Osteocephalus sangay
- Conservation status: Data Deficient (IUCN 3.1)

Scientific classification
- Kingdom: Animalia
- Phylum: Chordata
- Class: Amphibia
- Order: Anura
- Family: Hylidae
- Genus: Osteocephalus
- Species: O. sangay
- Binomial name: Osteocephalus sangay Chasiluisa, Caminer, Varela-Jaramillo & Ron, 2020

= Osteocephalus sangay =

- Genus: Osteocephalus
- Species: sangay
- Authority: Chasiluisa, Caminer, Varela-Jaramillo & Ron, 2020
- Conservation status: DD

Species of amphibian

Osteocephalus sangay, also known as the Sangay casqued tree frog, is a species of frog in the family Hylidae. It is found in eastern Ecuador in Morona Santiago province. O. sangay is in the O. buckleyi species group and is closely related to O. cannatellai.

==Description==
The adult male frog measures 40.3–41.3 mm long in snout-vent length and the adult female frog 45.3–52.8 mm. The skin of the dorsum is green or brown in color. It can have bumps made of keratin or dark marks. The tops of the legs and body are light brown with darker brown marks. There is a large dark brown mark on the head.

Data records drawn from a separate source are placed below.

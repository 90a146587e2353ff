//! The protocol engine (component E): per-op methods against one server,
//! including the pipelined multi-key operations, layered on top of a
//! [`Connection`] and the value/compression codecs.
//!
//! Every method here treats a disconnected server as a first-class, quiet
//! outcome rather than an error: a `get` against a server that is within its
//! retry-deferral window returns `Ok(None)`, exactly as if the key were
//! simply missing. The same holds if the server vanishes mid-exchange --
//! a short read or a framing violation on an otherwise-ready connection is
//! just as much "the server is gone" as a failed reconnect, so `exchange`
//! and the pipelined drains swallow those into each operation's neutral
//! result too (see [`is_disconnect`]). Only bad auth and statuses the
//! caller must react to come back as `Err`.

use std::collections::HashMap;

use futures::lock::Mutex;
use tracing::trace;

use crate::{
    compression::{maybe_compress, maybe_decompress, Compressor},
    connection::Connection,
    error::Error,
    protocol::{IncrDecrExtras, Packet, SetExtras, Status, GETK_OPCODE, NOOP_OPCODE},
    transport::Stream,
    value::Value,
};

/// A write/read failure partway through an exchange looks the same to the
/// caller as the server never having answered at all: a short read (`Error::
/// IoError`) or a framing violation (`Error::Protocol`) on an otherwise-ready
/// connection is the peer vanishing mid-conversation, not a bug in this
/// client. Treat it the same as a failed reconnect and let the caller
/// produce its neutral per-operation result.
fn is_disconnect(err: &Error) -> bool {
    matches!(err, Error::IoError(_) | Error::Protocol(_))
}

/// How a stored value should be accepted: unconditionally, only if the key
/// is absent, or only if it is already present.
#[derive(Debug, Clone, Copy, PartialEq, Eq)]
enum StoreMode {
    Set,
    Add,
    Replace,
}

pub struct Engine<S: Stream, C: Compressor> {
    connection: Mutex<Connection<S>>,
    compressor: C,
    compress_level: i32,
}
//! SDO AIA/HMI FITS to PNG dataset preparation.
//!
//! Each science file goes through one linear pipeline: optional crop to a
//! fixed helioprojective field of view, clip, optional median
//! normalization, optional absolute value, 8-bit scaling, Lanczos resize
//! and orientation fix-up. The driver routes every output into a TRAIN or
//! TEST split based on the acquisition month encoded in the filename.

pub mod config;
pub mod convert;
pub mod driver;
pub mod error;
pub mod sky;
pub mod split;

pub use config::{ClipRange, ConversionOptions, DatasetConfig, Modality};
pub use convert::{convert_file, ConversionRequest};
pub use driver::{run_dataset, RunSummary};
pub use error::ConvertError;
pub use sky::{CropRegion, SkyFrame, SkyPoint, SolarMap, Wcs};
pub use split::DatasetSplit;
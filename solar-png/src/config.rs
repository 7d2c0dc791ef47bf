//! Run configuration: clip ranges, per-modality presets and dataset layout.

use crate::error::ConvertError;
use crate::split::DatasetSplit;
use std::fmt;
use std::path::{Path, PathBuf};

/// Edge length of the square output rasters.
pub const OUTPUT_SIZE: u32 = 1024;

/// Default AIA clip range (DN).
pub const AIA_DEFAULT_RANGE: (f64, f64) = (0.0, 150.0);

/// Magnetogram clip range (Gauss).
pub const HMI_RANGE: (f64, f64) = (-100.0, 100.0);

/// Randomized AIA upper bounds are drawn from `[FLOOR, FLOOR + SPAN)`.
pub const RANDOM_MAX_FLOOR: f64 = 200.0;
pub const RANDOM_MAX_SPAN: f64 = 1800.0;

/// Half-width of the crop box in arcsec; ±1000" covers the full disk.
pub const FULL_DISK_HALF_WIDTH_ARCSEC: f64 = 1000.0;

/// A validated `[min, max]` pixel value window with `max > min`.
#[derive(Debug, Clone, Copy, PartialEq)]
pub struct ClipRange {
    min: f64,
    max: f64,
}

impl ClipRange {
    pub fn new(min: f64, max: f64) -> Result<Self, ConvertError> {
        if !min.is_finite() || !max.is_finite() || max <= min {
            return Err(ConvertError::DegenerateRange { min, max });
        }
        Ok(Self { min, max })
    }

    pub fn min(&self) -> f64 {
        self.min
    }

    pub fn max(&self) -> f64 {
        self.max
    }

    pub fn span(&self) -> f64 {
        self.max - self.min
    }

    /// Same lower bound, new upper bound.
    pub fn with_max(self, max: f64) -> Result<Self, ConvertError> {
        Self::new(self.min, max)
    }

    /// Range used after taking absolute values: `min` floored at zero.
    pub fn floored_at_zero(self) -> Result<Self, ConvertError> {
        Self::new(self.min.max(0.0), self.max)
    }

    pub fn clamp(&self, value: f64) -> f64 {
        value.clamp(self.min, self.max)
    }
}

impl fmt::Display for ClipRange {
    fn fmt(&self, f: &mut fmt::Formatter<'_>) -> fmt::Result {
        write!(f, "[{}, {}]", self.min, self.max)
    }
}

/// Per-file pixel treatment switches.
///
/// Cropping is not a flag here: a conversion crops exactly when it is
/// handed a [`crate::sky::CropRegion`].
#[derive(Debug, Clone, Copy, PartialEq, Eq, Default)]
pub struct ConversionOptions {
    /// Divide by the header median (`DATAMEDN`) after clipping.
    pub normalize: bool,
    /// The instrument images south-up and needs a 180° turn.
    pub rotate: bool,
    /// Take absolute values, discarding magnetic polarity.
    pub abs: bool,
}

/// SDO instrument whose files are being converted.
#[derive(Debug, Clone, Copy, PartialEq, Eq, Hash)]
pub enum Modality {
    /// Atmospheric Imaging Assembly, extreme ultraviolet.
    Aia,
    /// Helioseismic and Magnetic Imager, line-of-sight magnetogram.
    Hmi,
}

impl Modality {
    /// Directory name under the FITS root.
    pub fn source_dir_name(&self) -> &'static str {
        match self {
            Modality::Aia => "AIA",
            Modality::Hmi => "HMI",
        }
    }

    pub fn options(&self) -> ConversionOptions {
        match self {
            Modality::Aia => ConversionOptions {
                normalize: false,
                rotate: false,
                abs: false,
            },
            Modality::Hmi => ConversionOptions {
                normalize: false,
                rotate: true,
                abs: true,
            },
        }
    }
}

impl fmt::Display for Modality {
    fn fmt(&self, f: &mut fmt::Formatter<'_>) -> fmt::Result {
        f.write_str(self.source_dir_name())
    }
}

/// Everything a dataset run needs, passed explicitly to the driver.
#[derive(Debug, Clone)]
pub struct DatasetConfig {
    /// Root holding `AIA/` and `HMI/` FITS directories.
    pub fits_root: PathBuf,
    /// Root receiving `TRAIN/` and `TEST/`.
    pub data_root: PathBuf,
    /// Output folder name for AIA images. HMI always writes to `HMI`.
    pub aia_name: String,
    pub aia_range: ClipRange,
    pub hmi_range: ClipRange,
    /// Draw a fresh AIA upper bound for every file.
    pub random_max: bool,
    pub seed: Option<u64>,
    /// Modalities to convert, in order.
    pub modalities: Vec<Modality>,
    pub width: u32,
    pub height: u32,
    pub crop_half_width_arcsec: f64,
}

impl DatasetConfig {
    /// Defaults matching the standard SDO dataset layout.
    pub fn new(fits_root: impl Into<PathBuf>, data_root: impl Into<PathBuf>) -> Self {
        Self {
            fits_root: fits_root.into(),
            data_root: data_root.into(),
            aia_name: Modality::Aia.source_dir_name().to_string(),
            aia_range: ClipRange {
                min: AIA_DEFAULT_RANGE.0,
                max: AIA_DEFAULT_RANGE.1,
            },
            hmi_range: ClipRange {
                min: HMI_RANGE.0,
                max: HMI_RANGE.1,
            },
            random_max: false,
            seed: None,
            modalities: vec![Modality::Aia],
            width: OUTPUT_SIZE,
            height: OUTPUT_SIZE,
            crop_half_width_arcsec: FULL_DISK_HALF_WIDTH_ARCSEC,
        }
    }

    pub fn source_dir(&self, modality: Modality) -> PathBuf {
        self.fits_root.join(modality.source_dir_name())
    }

    /// Directory the crop region reference file is taken from.
    pub fn reference_dir(&self) -> PathBuf {
        self.source_dir(Modality::Hmi)
    }

    pub fn output_name(&self, modality: Modality) -> &str {
        match modality {
            Modality::Aia => &self.aia_name,
            Modality::Hmi => Modality::Hmi.source_dir_name(),
        }
    }

    pub fn split_dir(&self, split: DatasetSplit, modality: Modality) -> PathBuf {
        split_dir(&self.data_root, split, self.output_name(modality))
    }

    pub fn range_for(&self, modality: Modality) -> ClipRange {
        match modality {
            Modality::Aia => self.aia_range,
            Modality::Hmi => self.hmi_range,
        }
    }
}

fn split_dir(data_root: &Path, split: DatasetSplit, name: &str) -> PathBuf {
    data_root.join(split.dir_name()).join(name)
}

The sides of the head have a cream-colored stripe. There is yellow coloration on the skin outside the eye. The tympanum is green in color or dark brown in color. The flanks are light green, cream-colored, or brown with brown or black marks. The skin of the ventrum is brown with darker brown marks or lighter brown marks. The pupil of the eye has an olive green ring around it. The iris of the eye is bronze in color with black reticulations.

==Etymology==
The Sangay casqued tree frog is named for Sangay National Park, the type locality of the species. The word "sangay" comes from the Shuar language word samkay, or "volcano."

==Habitat==
Scientists have found the frog exclusively in primary forest in Sangay National Park between 1551 and 1795 meters above sea level. Scientists observed the animal at night, perched on plants roughly 2 m above the forest floor. Scientists have seen it between 1551 and 1795 meters above sea level. Scientists think this frog has young in streams, but no scientist has written about seeing the eggs or tadpoles as of 2022.

Scientists have only seen this frog in one protected park, Sangay National Park (Parque Nacional Sangay).

==Threats==
Scientists do not know whether this frog is in danger. They consider habitat loss a possible threat, largely for the as yet hypothetical individuals that might be living outside Parque Nacional Sangay.